Sarah Faux is a Brooklyn based artist. She received her MFA in Painting from the Yale School of Art in 2015 and a joint BA/BFA from Brown University and the Rhode Island School of Design in 2009. Sarah's paintings propose an irresistible blend of figurative representation and gestural abstraction. She crops her subjects to focus on specific body parts, pulling the audience into an intimate, first-person perspective. We spoke with Sarah about the early childhood experiences that still influence her practice, posing uncomfortable questions and an enduring love for her craft. See more of Sarah's work here.
What was your childhood like and what were some of your early influences?
I had health issues as a child and was sick a lot. I ran high fevers, and I had weird hallucinations. But at the same time, I was a pretty happy kid. So there has always been a sort of duality going on within my body, and that's one thing that has influenced my work. When I started making art more seriously, I went back to that place. The seed of the body of work that I'm in now came from trying to process feeling out of my body, having this disconnect between things that were going wrong in my body that I had no control over and that were invisible to me.
Are you the only artist in your family?
There are a lot of artsy people in the family, but I didn't have any examples of artists specifically. My grandfather was a composer. He was somebody that I talked to a lot, especially in high school and college. We would trade notes on how to compose a painting, how color functions, and then how to compose a symphony with the tonality of different instruments, compared to the saturation or hue of different colors and how they interact. Very abstract conversations. It was a really wonderful thing to see that people in my family took me seriously from a young age.
Was there a moment when you maybe wanted to do something else or were you super set on art?
When I was in college I wanted to have a broader education than just art school. I started at the Rhode Island School of Design, and ended up taking all my academic classes at Brown. I transferred to Brown for a while and did comparative literature and semiotics and other courses that were informing my painting practice. That's probably the only moment I strayed from painting. I remember being asked what things influenced my paintings, and then mentioning Virginia Woolf and the idea of the collective unconscious because I was reading a lot of literature on my own. The things that I find the most inspiring and that motivate me to make paintings are not necessarily other paintings, or art history, but they're coming from different media.
You have a stunning sense of color. Did you have that appetite for color from very early on?
I wasn't really aware of the ways in which I engaged with color and how much that came through in my painting until I got to grad school.
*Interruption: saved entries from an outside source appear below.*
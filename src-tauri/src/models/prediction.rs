//! Prediction wire types and the risk → medicine mapping.

use serde::{Deserialize, Serialize};
use serde_json::Value;

/// Immediate reply of `POST /api/heart/predict`. Acknowledged, then
/// discarded — the persisted record fetched afterwards is what gets
/// displayed.
#[derive(Debug, Clone, PartialEq, Serialize, Deserialize)]
pub struct RiskResult {
    #[serde(rename = "RiskLevel")]
    pub risk_level: String,
    #[serde(rename = "Probability")]
    pub probability: f64,
}

/// One row of a patient's persisted history
/// (`GET /api/patient/{name}/predictions`). Read-only on the client; the
/// only way to change history is to submit a new snapshot and re-fetch.
#[derive(Debug, Clone, Default, PartialEq, Serialize, Deserialize)]
pub struct PredictionRecord {
    #[serde(default, skip_serializing_if = "Option::is_none")]
    pub date: Option<String>,
    #[serde(default, rename = "riskLevel", skip_serializing_if = "Option::is_none")]
    pub risk_level: Option<String>,
    #[serde(default, skip_serializing_if = "Option::is_none")]
    pub probability: Option<f64>,
    #[serde(default, rename = "inputData")]
    pub input_data: serde_json::Map<String, Value>,
}

/// Risk category buckets. [`RiskCategory::from_label`] is total: any label
/// outside the known set lands in `Other`, never an error.
#[derive(Debug, Clone, Copy, PartialEq, Eq, Serialize)]
#[serde(rename_all = "snake_case")]
pub enum RiskCategory {
    High,
    Medium,
    Low,
    Negative,
    Other,
}

impl RiskCategory {
    /// Case-insensitive, trimming classification of a server risk label.
    pub fn from_label(label: &str) -> Self {
        let t = label.trim();
        if t.eq_ignore_ascii_case("high") {
            Self::High
        } else if t.eq_ignore_ascii_case("medium") {
            Self::Medium
        } else if t.eq_ignore_ascii_case("low") {
            Self::Low
        } else if t.eq_ignore_ascii_case("negative") {
            Self::Negative
        } else {
            Self::Other
        }
    }

    /// Fixed medicine recommendation lines per risk bucket.
    pub fn medicine_lines(&self) -> Vec<String> {
        let lines: &[&str] = match self {
            Self::High => &["Aspirin (daily)", "Statins", "Beta-blockers"],
            Self::Medium => &["Aspirin (as needed)", "Lifestyle changes recommended"],
            Self::Low | Self::Negative => {
                &["No immediate medication", "Maintain healthy lifestyle"]
            }
            Self::Other => &["Consult a doctor for recommendations"],
        };
        lines.iter().map(|s| s.to_string()).collect()
    }
}
//! History search command.
//!
//! Runs in its own slot, parallel to the diagnosis flow. Fetch failures
//! resolve into a `failed` phase the UI renders (with a retry button
//! where it makes sense) rather than an IPC error; only lock poisoning
//! and a still-pending search surface as errors.

use std::sync::Arc;

use tauri::State;

use crate::core_state::CoreState;
use crate::workflow::history::{self, HistoryPhase};

/// Look up a patient's prediction history and resolve the search slot.
#[tauri::command]
pub fn search_patient_history(
    patient_name: String,
    state: State<'_, Arc<CoreState>>,
) -> Result<HistoryPhase, String> {
    run_search(state.inner(), &patient_name)
}

const SEARCH_RESET_IN_FLIGHT: &str = "The session was reset while the search was running";

fn run_search(state: &CoreState, patient_name: &str) -> Result<HistoryPhase, String> {
    let name = patient_name.trim();
    if name.is_empty() {
        return Err("Please enter a patient name.".to_string());
    }

    let generation = state
        .history()
        .map_err(|e| e.to_string())?
        .begin_search()
        .map_err(|e| e.to_string())?;

    let result = history::fetch_history(state.backend(), name);
    let phase = history::resolve_outcome(name, result);

    let mut slot = state.history().map_err(|e| e.to_string())?;
    if !slot.resolve(generation, phase.clone()) {
        return Err(SEARCH_RESET_IN_FLIGHT.to_string());
    }
    Ok(phase)
}

#[cfg(test)]
mod tests {
    use super::*;
    use crate::backend::{ApiError, MockBackend};
    use crate::models::prediction::PredictionRecord;
    use serde_json::json;

    fn record(date: &str) -> PredictionRecord {
        PredictionRecord {
            date: Some(date.to_string()),
            risk_level: Some("High".to_string()),
            probability: Some(0.82),
            input_data: json!({"Age": 45}).as_object().unwrap().clone(),
        }
    }

    #[test]
    fn successful_search_resolves_to_shown() {
        let state = CoreState::with_backend(Box::new(
            MockBackend::new().with_history(vec![record("2026-08-27"), record("2024-03-10")]),
        ));
        let phase = run_search(&state, " John Doe ").unwrap();
        match &phase {
            HistoryPhase::Shown { entries, skipped } => {
                assert_eq!(entries.len(), 2);
                assert_eq!(*skipped, 0);
            }
            other => panic!("expected shown, got {other:?}"),
        }
        assert_eq!(state.history().unwrap().phase(), &phase);
    }

    #[test]
    fn missing_patient_resolves_to_empty() {
        let state = CoreState::with_backend(Box::new(MockBackend::new().with_history_error(
            ApiError::Server {
                status: 404,
                body: "no such patient".into(),
            },
        )));
        let phase = run_search(&state, "unknown").unwrap();
        assert_eq!(
            phase,
            HistoryPhase::Empty {
                message: "No predictions found for patient \"unknown\"".to_string(),
            }
        );
    }

    #[test]
    fn server_failure_resolves_to_retryable_failed() {
        let state = CoreState::with_backend(Box::new(
            MockBackend::new().with_history_error(ApiError::Timeout(60)),
        ));
        let phase = run_search(&state, "John Doe").unwrap();
        assert!(matches!(
            phase,
            HistoryPhase::Failed { retryable: true, .. }
        ));
    }

    #[test]
    fn logout_during_search_discards_the_late_result() {
        // Same interleaving as run_search with a logout between the fetch
        // and the resolve: begin, session ends, late result arrives.
        let state = CoreState::with_backend(Box::new(
            MockBackend::new().with_history(vec![record("2026-08-27")]),
        ));
        let generation = state.history().unwrap().begin_search().unwrap();
        let result = history::fetch_history(state.backend(), "John Doe");
        let late = history::resolve_outcome("John Doe", result);

        state.logout().unwrap();

        assert!(!state.history().unwrap().resolve(generation, late));
        assert_eq!(state.history().unwrap().phase(), &HistoryPhase::Idle);
    }

    #[test]
    fn blank_name_is_rejected_before_the_search_starts() {
        let state = CoreState::with_backend(Box::new(MockBackend::new()));
        let err = run_search(&state, "   ").unwrap_err();
        assert_eq!(err, "Please enter a patient name.");
        assert_eq!(state.history().unwrap().phase(), &HistoryPhase::Idle);
    }
}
Everyone was suddenly talking to me about the meaning of my using a specific color, or saying I was a colorist. I didn't realize that yet, I thought everyone was probably equally interested in color.
I do remember when I was in high school and started taking painting classes. My paintings of people would have a thousand colors. I'd paint a face and instead of just mixing up a big pile of the primary overall flesh tone, I would look at every single shadow and go "that shadow is a little blue, that shadow is little purple, that shadow is a little red" and mix every color. A lot of things that people tried to help me with that were considered problems in my work when I was going through school ended up being things that make my work more unique now.
You went to Brown, you went to RISD and you went to Yale. What was the art school experience like for you?
I loved RISD, it was fantastic. I was surrounded by people who were so committed to making work, natural makers, people who were compulsive and needed to make things. We all got each other. But I remember feeling very easily influenced by my professors - I don't think that I was more influenced than other people - but I felt like I had too much influence on my work. So after RISD I wanted to take a long time before going to grad school.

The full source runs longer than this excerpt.